Le prof-retraité-toujours-en-activité est un spécimen en voie d’expansion en Allemagne. Rien qu’à la Kant-Schule, ils sont trois à avoir dépassé l’âge réglementaire de la retraite. Un apport précieux pour Andreas Wegener, le directeur de l’établissement, alors que l’Allemagne traverse une phase historique de pénurie d’enseignants, obligeant länder et établissements à faire preuve d’inventivité. A Berlin, le sénateur chargé de l’éducation s’apprête même à officialiser le recours aux retraités à la rentrée prochaine, promettant aux enseignants sur le point de partir à la retraite mais prêts à travailler trois années supplémentaires une hausse de salaire de 20%. Le modèle est déjà pratiqué en Rhénanie-du-Nord-Westphalie, le land le plus peuplé d’Allemagne.

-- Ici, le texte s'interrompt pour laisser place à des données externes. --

// Benchmark diffs: old vs new per (metric, operation)
//
// The delta is only reported when the Mann-Whitney U test says the two
// sides differ at the configured significance level; otherwise it is 0%.
// Groups with a single retained sample on either side cannot be tested and
// take a reduced-confidence path with a plain center-to-center delta.

use crate::aggregate::{group_samples, BenchmarkGroup};
use crate::error::{Error, Result};
use crate::parser::parse_samples;
use crate::stat::config::StatConfig;
use crate::stat::statistics::{mann_whitney_u, TestError};
use crate::stat::summary::{Scaler, Summary};
use serde::Serialize;
use std::fmt;

/// How much weight a reported delta carries
#[derive(Debug, Clone, Copy, PartialEq, Eq, Serialize)]
#[serde(rename_all = "lowercase")]
pub enum Confidence {
    /// Delta gated by a significance test
    Full,
    /// Single sample on at least one side: direct delta, no significance test
    Reduced,
}

/// Comparison of one operation between old and new runs
#[derive(Debug, Clone, PartialEq, Serialize)]
pub struct BenchDiff {
    pub name: String,
    /// Old side summary, e.g. `13.6ms ± 1%`
    pub old: String,
    /// New side summary
    pub new: String,
    /// Signed percentage change; 0.0 when not statistically significant
    pub delta: f64,
    pub old_center: f64,
    pub new_center: f64,
    /// p-value of the significance test, absent on the reduced path
    #[serde(skip_serializing_if = "Option::is_none")]
    pub p_value: Option<f64>,
    pub confidence: Confidence,
    /// Samples used on each side after outlier rejection
    pub old_samples: usize,
    pub new_samples: usize,
}

impl BenchDiff {
    /// Build a diff carrying only a name and delta
    ///
    /// Handy for evaluating checkers against hand-made results.
    pub fn with_delta(name: impl Into<String>, delta: f64) -> Self {
        Self {
            name: name.into(),
            old: String::new(),
            new: String::new(),
            delta,
            old_center: 0.0,
            new_center: 0.0,
            p_value: None,
            confidence: Confidence::Full,
            old_samples: 0,
            new_samples: 0,
        }
    }
}

impl fmt::Display for BenchDiff {
    fn fmt(&self, f: &mut fmt::Formatter<'_>) -> fmt::Result {
        write!(
            f,
            "{}: old {}: new {}: delta: {:+.2}%",
            self.name, self.old, self.new, self.delta
        )?;
        if self.confidence == Confidence::Reduced {
            write!(f, " (single sample, not significance tested)")?;
        }
        Ok(())
    }
}

/// All diffs observed under one metric
#[derive(Debug, Clone, PartialEq, Serialize)]
pub struct StatResult {
    pub metric: String,
    /// Diffs in order of first appearance in the old samples
    pub bench_diffs: Vec<BenchDiff>,
    /// Operations whose delta is undefined (zero old center)
    #[serde(skip_serializing_if = "Vec::is_empty")]
    pub undefined: Vec<String>,
}

impl StatResult {
    pub fn new(metric: impl Into<String>, bench_diffs: Vec<BenchDiff>) -> Self {
        Self {
            metric: metric.into(),
            bench_diffs,
            undefined: Vec::new(),
        }
    }
}

/// Outcome of diffing a single group
#[derive(Debug, Clone, PartialEq)]
pub enum GroupOutcome {
    Diff(BenchDiff),
    /// Old center is zero, or a center or the change is not finite
    Undefined { name: String },
}

/// Signed change relative to the magnitude of `old`, so a positive result
/// always means the value went up, including for negative baselines.
fn percent_change(old: f64, new: f64) -> f64 {
    let delta = (new - old) / old.abs() * 100.0;
    // adding 0.0 turns a rounded -0.0 into 0.0
    (delta * 100.0).round() / 100.0 + 0.0
}

/// Compute the diff for one benchmark group
///
/// # Errors
/// Returns [`Error::Inconsistent`] if either side of the group is empty,
/// which a correctly aggregated group never is.
pub fn diff_group(group: &BenchmarkGroup, config: &StatConfig) -> Result<GroupOutcome> {
    let inconsistent = || {
        Error::Inconsistent(format!(
            "group {} ({}) has {} old and {} new samples",
            group.name,
            group.metric,
            group.old.len(),
            group.new.len()
        ))
    };
    let old = Summary::from_values(&group.old, config).ok_or_else(inconsistent)?;
    let new = Summary::from_values(&group.new, config).ok_or_else(inconsistent)?;

    let reduced = old.retained.len() < 2 || new.retained.len() < 2;
    let (confidence, p_value, significant) = if reduced {
        (Confidence::Reduced, None, true)
    } else {
        match mann_whitney_u(&old.retained, &new.retained) {
            Ok(test) => {
                tracing::debug!(
                    "{} ({}): U={} p={:.4} exact={}",
                    group.name,
                    group.metric,
                    test.u,
                    test.p_value,
                    test.exact
                );
                (
                    Confidence::Full,
                    Some(test.p_value),
                    test.p_value <= config.significance_level,
                )
            }
            Err(TestError::SamplesEqual) => (Confidence::Full, Some(1.0), false),
            Err(e @ TestError::SampleSize { .. }) => {
                return Err(Error::Inconsistent(format!("{} ({}): {}", group.name, group.metric, e)))
            }
        }
    };

    let undefined = |reason: &str| {
        tracing::warn!(
            "{} ({}): {}, delta is undefined",
            group.name,
            group.metric,
            reason
        );
        GroupOutcome::Undefined {
            name: group.name.clone(),
        }
    };

    if !old.center.is_finite() || !new.center.is_finite() {
        return Ok(undefined("center is not finite"));
    }

    let delta = if !significant || old.center == new.center {
        0.0
    } else if old.center == 0.0 {
        return Ok(undefined("old center is zero"));
    } else {
        let delta = percent_change(old.center, new.center);
        if !delta.is_finite() {
            return Ok(undefined("change overflows"));
        }
        delta
    };

    let scaler = Scaler::for_unit(old.center, &group.unit);
    Ok(GroupOutcome::Diff(BenchDiff {
        name: group.name.clone(),
        old: old.format(&scaler),
        new: new.format(&scaler),
        delta,
        old_center: old.center,
        new_center: new.center,
        p_value,
        confidence,
        old_samples: old.retained.len(),
        new_samples: new.retained.len(),
    }))
}

/// Compare raw old and new benchmark output
///
/// Lines that are not benchmark records are ignored. Benchmarks present on
/// only one side are dropped. Results are ordered by metric, then
/// operation, following first appearance in `old`.
///
/// # Example
/// ```
/// use benchcheck::stat::{stat, StatConfig};
///
/// let old = ["BenchmarkA 10 100 ns/op", "BenchmarkA 10 100 ns/op"];
/// let new = ["BenchmarkA 10 100 ns/op", "BenchmarkA 10 100 ns/op"];
///
/// let results = stat(&old, &new, &StatConfig::default()).unwrap();
/// assert_eq!(results[0].metric, "time/op");
/// assert_eq!(results[0].bench_diffs[0].delta, 0.0);
/// ```
pub fn stat<S: AsRef<str>>(old: &[S], new: &[S], config: &StatConfig) -> Result<Vec<StatResult>> {
    config.validate()?;

    let old_samples = parse_samples(old);
    let new_samples = parse_samples(new);
    tracing::debug!(
        "parsed {} old and {} new samples",
        old_samples.len(),
        new_samples.len()
    );

    let mut results = Vec::new();
    for metric in group_samples(&old_samples, &new_samples) {
        let mut result = StatResult::new(metric.metric, Vec::new());
        for group in &metric.groups {
            match diff_group(group, config)? {
                GroupOutcome::Diff(diff) => result.bench_diffs.push(diff),
                GroupOutcome::Undefined { name } => result.undefined.push(name),
            }
        }
        results.push(result);
    }

    Ok(results)
}

#[cfg(test)]
mod tests {
    use super::*;

    fn group(old: &[f64], new: &[f64]) -> BenchmarkGroup {
        BenchmarkGroup {
            name: "Op".to_string(),
            metric: "time/op".to_string(),
            unit: "ns/op".to_string(),
            old: old.to_vec(),
            new: new.to_vec(),
        }
    }

    fn unwrap_diff(outcome: GroupOutcome) -> BenchDiff {
        match outcome {
            GroupOutcome::Diff(diff) => diff,
            other => panic!("Expected diff, got {:?}", other),
        }
    }

    #[test]
    fn test_percent_change_rounds_to_hundredths() {
        assert_eq!(percent_change(13599058.0, 11789288.6), -13.31);
        assert_eq!(percent_change(100.0, 120.0), 20.0);
        assert_eq!(percent_change(100.0, 80.0), -20.0);
    }

    #[test]
    fn test_percent_change_never_negative_zero() {
        let delta = percent_change(100_000.0, 99_999.999);
        assert_eq!(delta, 0.0);
        assert!(delta.is_sign_positive());
    }

    #[test]
    fn test_significant_change_reports_delta() {
        let outcome = diff_group(
            &group(&[100.0, 101.0, 102.0, 100.0, 101.0], &[120.0, 121.0, 122.0, 120.0, 121.0]),
            &StatConfig::default(),
        )
        .unwrap();
        let diff = unwrap_diff(outcome);

        assert_eq!(diff.confidence, Confidence::Full);
        assert!(diff.p_value.unwrap() < 0.05);
        assert!((diff.delta - 19.84).abs() < 0.01, "delta = {}", diff.delta);
    }

    #[test]
    fn test_insignificant_change_reports_zero() {
        let outcome = diff_group(
            &group(&[100.0, 105.0, 98.0, 102.0, 101.0], &[102.0, 106.0, 99.0, 103.0, 100.0]),
            &StatConfig::default(),
        )
        .unwrap();
        let diff = unwrap_diff(outcome);

        assert_eq!(diff.delta, 0.0);
        assert!(diff.p_value.unwrap() > 0.05);
        assert_ne!(diff.old_center, diff.new_center);
    }

    #[test]
    fn test_single_sample_takes_reduced_path() {
        let diff = unwrap_diff(diff_group(&group(&[100.0], &[110.0]), &StatConfig::default()).unwrap());

        assert_eq!(diff.confidence, Confidence::Reduced);
        assert_eq!(diff.p_value, None);
        assert_eq!(diff.delta, 10.0);
        assert!(diff.to_string().contains("single sample"));
    }

    #[test]
    fn test_single_sample_one_side_only() {
        let diff = unwrap_diff(
            diff_group(&group(&[100.0, 100.0, 100.0], &[90.0]), &StatConfig::default()).unwrap(),
        );

        assert_eq!(diff.confidence, Confidence::Reduced);
        assert_eq!(diff.delta, -10.0);
    }

    #[test]
    fn test_all_equal_is_no_change() {
        let diff = unwrap_diff(
            diff_group(&group(&[50.0, 50.0], &[50.0, 50.0, 50.0]), &StatConfig::default()).unwrap(),
        );

        assert_eq!(diff.delta, 0.0);
        assert_eq!(diff.p_value, Some(1.0));
    }

    #[test]
    fn test_zero_baseline_is_undefined() {
        let outcome = diff_group(&group(&[0.0], &[5.0]), &StatConfig::default()).unwrap();
        assert_eq!(
            outcome,
            GroupOutcome::Undefined {
                name: "Op".to_string()
            }
        );
    }

    #[test]
    fn test_zero_baseline_without_change_is_zero() {
        let diff = unwrap_diff(diff_group(&group(&[0.0], &[0.0]), &StatConfig::default()).unwrap());
        assert_eq!(diff.delta, 0.0);
    }

    #[test]
    fn test_zero_baseline_significant_change_is_undefined() {
        let outcome = diff_group(
            &group(&[0.0, 0.0, 0.0, 0.0, 0.0], &[5.0, 6.0, 7.0, 8.0, 9.0]),
            &StatConfig::default(),
        )
        .unwrap();
        assert_eq!(
            outcome,
            GroupOutcome::Undefined {
                name: "Op".to_string()
            }
        );
    }

    #[test]
    fn test_zero_baseline_leaves_other_operations_intact() {
        let old = [
            "BenchmarkZero 10 0 allocs/op",
            "BenchmarkKept 10 10 allocs/op",
            "BenchmarkZero 10 0 allocs/op",
            "BenchmarkKept 10 11 allocs/op",
            "BenchmarkZero 10 0 allocs/op",
            "BenchmarkKept 10 12 allocs/op",
            "BenchmarkZero 10 0 allocs/op",
            "BenchmarkKept 10 13 allocs/op",
            "BenchmarkZero 10 0 allocs/op",
            "BenchmarkKept 10 14 allocs/op",
        ];
        let new = [
            "BenchmarkZero 10 5 allocs/op",
            "BenchmarkKept 10 20 allocs/op",
            "BenchmarkZero 10 6 allocs/op",
            "BenchmarkKept 10 21 allocs/op",
            "BenchmarkZero 10 7 allocs/op",
            "BenchmarkKept 10 22 allocs/op",
            "BenchmarkZero 10 8 allocs/op",
            "BenchmarkKept 10 23 allocs/op",
            "BenchmarkZero 10 9 allocs/op",
            "BenchmarkKept 10 24 allocs/op",
        ];

        let results = stat(&old, &new, &StatConfig::default()).unwrap();

        assert_eq!(results[0].undefined, vec!["Zero".to_string()]);
        assert_eq!(results[0].bench_diffs.len(), 1);
        let kept = &results[0].bench_diffs[0];
        assert_eq!(kept.name, "Kept");
        assert_eq!(kept.confidence, Confidence::Full);
        assert_eq!(kept.delta, 83.33);
    }

    #[test]
    fn test_negative_baseline_keeps_direction() {
        let up = unwrap_diff(diff_group(&group(&[-10.0], &[-5.0]), &StatConfig::default()).unwrap());
        assert_eq!(up.delta, 50.0);

        let down = unwrap_diff(diff_group(&group(&[-10.0], &[-15.0]), &StatConfig::default()).unwrap());
        assert_eq!(down.delta, -50.0);

        let results = stat(
            &["BenchmarkNeg 1 -10 score"],
            &["BenchmarkNeg 1 -5 score"],
            &StatConfig::default(),
        )
        .unwrap();
        assert!(results[0].bench_diffs[0].delta > 0.0);
    }

    #[test]
    fn test_huge_values_give_finite_delta() {
        let old = [1.0e308, 1.1e308, 1.2e308, 1.3e308];
        let new = [1.0e300, 1.1e300, 1.2e300, 1.3e300];
        let diff = unwrap_diff(diff_group(&group(&old, &new), &StatConfig::default()).unwrap());

        assert!(diff.old_center.is_finite());
        assert!(diff.delta.is_finite());
        assert_eq!(diff.delta, -100.0);

        let result = StatResult::new("time/op", vec![diff]);
        let check = crate::checker::Checker::parse("time/op=-10%").unwrap();
        assert!(!check.check(&result));
    }

    #[test]
    fn test_overflowing_change_is_undefined() {
        let outcome = diff_group(&group(&[1.0e-300], &[1.0e308]), &StatConfig::default()).unwrap();
        assert_eq!(
            outcome,
            GroupOutcome::Undefined {
                name: "Op".to_string()
            }
        );
    }

    #[test]
    fn test_empty_side_is_inconsistent() {
        let result = diff_group(&group(&[], &[1.0]), &StatConfig::default());
        assert!(matches!(result, Err(Error::Inconsistent(_))));
    }

    #[test]
    fn test_display_format() {
        let diff = BenchDiff {
            name: "GobEncode".to_string(),
            old: "13.6ms ± 1%".to_string(),
            new: "11.8ms ± 1%".to_string(),
            ..BenchDiff::with_delta("GobEncode", -13.31)
        };
        assert_eq!(
            diff.to_string(),
            "GobEncode: old 13.6ms ± 1%: new 11.8ms ± 1%: delta: -13.31%"
        );

        assert!(BenchDiff::with_delta("X", 0.0)
            .to_string()
            .ends_with("delta: +0.00%"));
    }

    #[test]
    fn test_stat_rejects_invalid_config() {
        let config = StatConfig {
            significance_level: 2.0,
            ..StatConfig::default()
        };
        let lines: [&str; 0] = [];
        assert!(matches!(stat(&lines, &lines, &config), Err(Error::Config(_))));
    }
}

La pénurie d’enseignants que connaît l’Allemagne est inquiétante: la conjonction du départ à la retraite des baby-boomers et de la multiplication des élèves – du fait de l’arrivée de nombreux réfugiés et du développement de l’école à temps plein pour les élèves – n’a pas été anticipée. Trop peu de jeunes enseignants quittent chaque année les bancs de l’université. Dans le seul primaire, il manquera 35 000 instituteurs d’ici à 2025, selon une étude de la Fondation Bertelsmann publiée fin janvier. Jusqu’à la rentrée 2020-2021, 9800 embauches par an seront nécessaires, 11 200 les années suivantes.

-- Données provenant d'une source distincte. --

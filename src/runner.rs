//! Collaborators that produce raw benchmark output
//!
//! The statistics engine only consumes text. Getting hold of two revisions
//! of some code and running its benchmarks is delegated to a
//! [`ModuleFetcher`] and a [`BenchRunner`]; [`stat_module`] wires them
//! together.

use crate::error::{Error, Result};
use crate::stat::{stat, StatConfig, StatResult};
use std::io;
use std::path::PathBuf;
use std::process::Command;
use thiserror::Error;

/// Placeholder replaced by the benchmark pattern in runner arguments
pub const PATTERN_PLACEHOLDER: &str = "{pattern}";

/// An external command that could not be run or exited unsuccessfully
#[derive(Error, Debug)]
#[error("command `{cmd}` failed: {source}")]
pub struct CmdError {
    /// Command line as it was run
    pub cmd: String,
    /// Combined stdout and stderr captured before the failure
    pub output: String,
    #[source]
    pub source: io::Error,
}

impl CmdError {
    pub fn new(cmd: impl Into<String>, output: impl Into<String>, source: io::Error) -> Self {
        Self {
            cmd: cmd.into(),
            output: output.into(),
            source,
        }
    }
}

/// A specific revision of some code, ready to be benchmarked
#[derive(Debug, Clone, PartialEq, Eq)]
pub struct Module {
    pub name: String,
    pub version: String,
    /// Directory holding the code
    pub path: PathBuf,
}

/// Makes a given version of a module available on disk
pub trait ModuleFetcher {
    fn fetch(&self, module: &str, version: &str) -> std::result::Result<Module, CmdError>;
}

/// Runs the benchmarks of a fetched module
pub trait BenchRunner {
    /// Run benchmarks matching `pattern` `count` times
    ///
    /// Returns every output line of every run, in order.
    fn run(
        &self,
        module: &Module,
        pattern: &str,
        count: usize,
    ) -> std::result::Result<Vec<String>, CmdError>;
}

/// Resolves versions to directories that already exist locally
///
/// `version` is taken as a directory name under `root`, or as a path on
/// its own when no root is set. Nothing is downloaded.
#[derive(Debug, Clone, Default)]
pub struct LocalFetcher {
    root: Option<PathBuf>,
}

impl LocalFetcher {
    pub fn new(root: Option<PathBuf>) -> Self {
        Self { root }
    }
}

impl ModuleFetcher for LocalFetcher {
    fn fetch(&self, module: &str, version: &str) -> std::result::Result<Module, CmdError> {
        let path = match &self.root {
            Some(root) => root.join(version),
            None => PathBuf::from(version),
        };

        if !path.is_dir() {
            return Err(CmdError::new(
                format!("fetch {}@{}", module, version),
                String::new(),
                io::Error::new(
                    io::ErrorKind::NotFound,
                    format!("{} is not a directory", path.display()),
                ),
            ));
        }

        tracing::debug!("{}@{} resolved to {}", module, version, path.display());
        Ok(Module {
            name: module.to_string(),
            version: version.to_string(),
            path,
        })
    }
}

/// Runs a user supplied program inside the module directory
#[derive(Debug, Clone, PartialEq, Eq)]
pub struct CommandRunner {
    program: String,
    args: Vec<String>,
}

impl CommandRunner {
    pub fn new(program: impl Into<String>, args: Vec<String>) -> Self {
        Self {
            program: program.into(),
            args,
        }
    }

    /// `go test` restricted to benchmarks, one run per invocation
    pub fn go_test() -> Self {
        Self::new(
            "go",
            ["test", "-run", "^$", "-count", "1", "-bench", PATTERN_PLACEHOLDER]
                .iter()
                .map(|s| s.to_string())
                .collect(),
        )
    }

    /// Arguments with the pattern substituted
    pub fn args_for(&self, pattern: &str) -> Vec<String> {
        self.args
            .iter()
            .map(|arg| arg.replace(PATTERN_PLACEHOLDER, pattern))
            .collect()
    }

    fn command_line(&self, args: &[String]) -> String {
        std::iter::once(self.program.as_str())
            .chain(args.iter().map(String::as_str))
            .collect::<Vec<_>>()
            .join(" ")
    }
}

impl BenchRunner for CommandRunner {
    fn run(
        &self,
        module: &Module,
        pattern: &str,
        count: usize,
    ) -> std::result::Result<Vec<String>, CmdError> {
        let args = self.args_for(pattern);
        let cmd = self.command_line(&args);
        let mut lines = Vec::new();

        for run in 1..=count {
            tracing::info!("[{}/{}] {} (in {})", run, count, cmd, module.path.display());

            let output = Command::new(&self.program)
                .args(&args)
                .current_dir(&module.path)
                .output()
                .map_err(|e| CmdError::new(&cmd, String::new(), e))?;

            let mut combined = String::from_utf8_lossy(&output.stdout).into_owned();
            combined.push_str(&String::from_utf8_lossy(&output.stderr));

            if !output.status.success() {
                return Err(CmdError::new(
                    &cmd,
                    combined,
                    io::Error::other(format!("exited with {}", output.status)),
                ));
            }

            lines.extend(combined.lines().map(str::to_string));
        }

        Ok(lines)
    }
}

/// What to compare when benchmarking a module
#[derive(Debug, Clone, PartialEq, Eq)]
pub struct StatRequest {
    pub module: String,
    pub old: String,
    pub new: String,
    /// Benchmark selection pattern handed to the runner
    pub pattern: String,
    /// Number of runs per revision
    pub count: usize,
}

/// Fetch both revisions, benchmark them and compare the outputs
///
/// # Errors
/// - [`Error::Config`] if `count` is zero or `config` is invalid
/// - [`Error::Command`] if fetching or running fails
pub fn stat_module<F, R>(
    fetcher: &F,
    runner: &R,
    request: &StatRequest,
    config: &StatConfig,
) -> Result<Vec<StatResult>>
where
    F: ModuleFetcher + ?Sized,
    R: BenchRunner + ?Sized,
{
    if request.count == 0 {
        return Err(Error::Config("count must be at least 1".to_string()));
    }
    config.validate()?;

    let old_module = fetcher.fetch(&request.module, &request.old)?;
    let new_module = fetcher.fetch(&request.module, &request.new)?;

    tracing::info!("benchmarking {} @ {}", request.module, request.old);
    let old_lines = runner.run(&old_module, &request.pattern, request.count)?;
    tracing::info!("benchmarking {} @ {}", request.module, request.new);
    let new_lines = runner.run(&new_module, &request.pattern, request.count)?;

    stat(&old_lines, &new_lines, config)
}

«Il faudra recourir à des solutions à court terme», avertissent les auteurs de l’étude, Klaus Klemm et Dieter Zorn, recommandant d’étendre la durée du temps de travail des enseignants à temps partiel et de recourir aux enseignants retraités. «Mais il faudra aussi faire appel à des non-professionnels formés sur le tas», avertissent les deux chercheurs. Un modèle décrié par les syndicats d’enseignants et les parents, mais déjà pratiqué dans de nombreux länder. A Berlin, les non-professionnels formés sur le tas ont représenté la moitié des embauches d’instituteurs au second semestre de l’année scolaire en cours, soit 500 recrutements.

D'autres horizons

A la Kant-Schule, 20% des professeurs ne sont pas titulaires des deux examens d’Etat théoriquement obligatoires pour enseigner. «Ce sont d’anciens musiciens, des artistes, des architectes, des scientifiques, explique Andreas Wegener. Je trouve ça positif, il est important d’avoir un bon mélange de générations et d’expériences professionnelles parmi les enseignants.»

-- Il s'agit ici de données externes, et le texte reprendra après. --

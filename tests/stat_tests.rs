// Parsing, grouping and comparison through the public API

use benchcheck::aggregate::group_samples;
use benchcheck::parser::{parse_line, parse_samples};
use benchcheck::stat::{stat, Confidence, StatConfig};
use std::fs;

fn read(path: &str) -> Vec<String> {
    fs::read_to_string(path)
        .unwrap()
        .lines()
        .map(str::to_string)
        .collect()
}

#[test]
fn test_saved_go_output_matches_reference() {
    let old = read("tests/data/old.txt");
    let new = read("tests/data/new.txt");

    let results = stat(&old, &new, &StatConfig::default()).unwrap();

    let metrics: Vec<&str> = results.iter().map(|r| r.metric.as_str()).collect();
    assert_eq!(metrics, vec!["time/op", "speed"]);

    let time = &results[0];
    assert_eq!(time.bench_diffs[0].delta, -13.31);
    assert_eq!(time.bench_diffs[0].old_samples, 4);
    assert_eq!(time.bench_diffs[0].new_samples, 5);
    assert_eq!(time.bench_diffs[0].confidence, Confidence::Full);
    assert!(time.bench_diffs[0].p_value.unwrap() < 0.05);
    assert_eq!(time.bench_diffs[1].delta, 0.0);

    let speed = &results[1];
    assert_eq!(speed.bench_diffs[0].delta, 15.36);
    assert_eq!(speed.bench_diffs[1].old, "60.4MB/s ± 1%");
    assert_eq!(speed.bench_diffs[1].new, "61.1MB/s ± 2%");
}

#[test]
fn test_noise_lines_are_ignored() {
    let lines = [
        "goos: linux",
        "goarch: amd64",
        "pkg: example.com/fake",
        "Benchmark",
        "BenchmarkBroken 10",
        "BenchmarkBroken 10 100",
        "BenchmarkBroken 10 abc ns/op",
        "BenchmarkBroken -3 100 ns/op",
        "BenchmarkGood-8 10 100 ns/op",
        "PASS",
        "ok  \texample.com/fake\t1.234s",
    ];

    let samples = parse_samples(&lines);
    assert_eq!(samples.len(), 1);
    assert_eq!(samples[0].name, "Good-8");
    assert_eq!(samples[0].metric, "time/op");
}

#[test]
fn test_memory_metrics() {
    let record = parse_line("BenchmarkAlloc 1000 1500 ns/op 4096 B/op 12 allocs/op").unwrap();
    let metrics: Vec<String> = record.samples().into_iter().map(|s| s.metric).collect();
    assert_eq!(metrics, vec!["time/op", "alloc/op", "allocs/op"]);

    let old = ["BenchmarkAlloc 1000 1500 ns/op 4096 B/op 12 allocs/op"; 3];
    let new = [
        "BenchmarkAlloc 1000 1500 ns/op 4096 B/op 12 allocs/op",
        "BenchmarkAlloc 1000 1500 ns/op 4096 B/op 12 allocs/op",
        "BenchmarkAlloc 1000 1500 ns/op 4096 B/op 12 allocs/op",
    ];
    let results = stat(&old, &new, &StatConfig::default()).unwrap();

    assert_eq!(results.len(), 3);
    assert_eq!(results[1].metric, "alloc/op");
    assert_eq!(results[1].bench_diffs[0].old, "4.10kB ± 0%");
    assert_eq!(results[2].bench_diffs[0].old, "12.0 ± 0%");
}

#[test]
fn test_custom_units_keep_their_name() {
    let old = ["BenchmarkQuery 10 7 rows/op"; 2];
    let new = ["BenchmarkQuery 10 7 rows/op"; 2];

    let results = stat(&old, &new, &StatConfig::default()).unwrap();
    assert_eq!(results[0].metric, "rows/op");
}

#[test]
fn test_groups_follow_old_order() {
    let old = parse_samples(&[
        "BenchmarkB 1 1 ns/op",
        "BenchmarkA 1 1 ns/op",
        "BenchmarkC 1 1 ns/op",
    ]);
    let new = parse_samples(&[
        "BenchmarkC 1 1 ns/op",
        "BenchmarkA 1 1 ns/op",
        "BenchmarkB 1 1 ns/op",
    ]);

    let grouped = group_samples(&old, &new);
    let names: Vec<&str> = grouped[0].groups.iter().map(|g| g.name.as_str()).collect();
    assert_eq!(names, vec!["B", "A", "C"]);
}

#[test]
fn test_single_run_comparison_is_reduced_confidence() {
    let results = stat(
        &["BenchmarkA 10 100 ns/op"],
        &["BenchmarkA 10 150 ns/op"],
        &StatConfig::default(),
    )
    .unwrap();

    let diff = &results[0].bench_diffs[0];
    assert_eq!(diff.delta, 50.0);
    assert_eq!(diff.confidence, Confidence::Reduced);
    assert_eq!(diff.p_value, None);
    assert!(diff
        .to_string()
        .ends_with("delta: +50.00% (single sample, not significance tested)"));
}

#[test]
fn test_permissive_config_reports_more() {
    // U = 3 for 5 vs 5 untied samples: exact p = 14/252 ~ 0.056
    let old = [
        "BenchmarkA 10 100 ns/op",
        "BenchmarkA 10 101 ns/op",
        "BenchmarkA 10 102 ns/op",
        "BenchmarkA 10 104 ns/op",
        "BenchmarkA 10 106 ns/op",
    ];
    let new = [
        "BenchmarkA 10 103 ns/op",
        "BenchmarkA 10 105 ns/op",
        "BenchmarkA 10 107 ns/op",
        "BenchmarkA 10 108 ns/op",
        "BenchmarkA 10 109 ns/op",
    ];

    let default = stat(&old, &new, &StatConfig::default()).unwrap();
    assert_eq!(default[0].bench_diffs[0].delta, 0.0);

    let permissive = stat(&old, &new, &StatConfig::permissive()).unwrap();
    assert!(permissive[0].bench_diffs[0].delta > 0.0);
}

Dans l’enseignement public, l’école ne fonctionnerait plus sans les «Quereinsteiger», comme on appelle ces enseignants issus d’autres professions. A Berlin, de véritables castings sont organisés dans les écoles: les candidats à un poste – présélectionnés par les autorités – ont dix minutes pour se présenter face à un parterre de directeurs d’établissement aux abois qui font leur choix. Seule condition: être titulaire d’un diplôme de l’enseignement supérieur dans une matière enseignée. Les meilleurs profils, très prisés, seront formés en alternance pendant quatre années, à l’issue desquelles ils seront même mieux payés – 5300 euros brut – que leurs collègues «traditionnels» afin de stimuler les vocations.

Différences culturelles

Dans ce contexte de pénurie sur le marché de l’emploi des professeurs et des instituteurs, les réfugiés enseignants ont eux aussi de bons atouts en poche. A l’université de Potsdam, un programme leur est même réservé. Le Refugee Teachers Program convertit en trois semestres des enseignants pour l’essentiel Syriens au système scolaire allemand. Une première promotion de 26 élèves vient de sortir de l’université.

«L’intérêt est considérable», se réjouit Miriam Vock, responsable du programme. Mais les difficultés aussi. Il lui a fallu refuser de nombreux candidats qui habitaient trop loin de Potsdam et ne trouvaient pas à se loger. A ces problèmes matériels s’ajoutent des difficultés culturelles, liées à la différence de statut de l’enseignant dans les deux pays. Les instituteurs syriens ne sont guère habitués à voir leur autorité remise en question par les élèves ou les parents de ceux-ci, comme c’est le cas en Allemagne.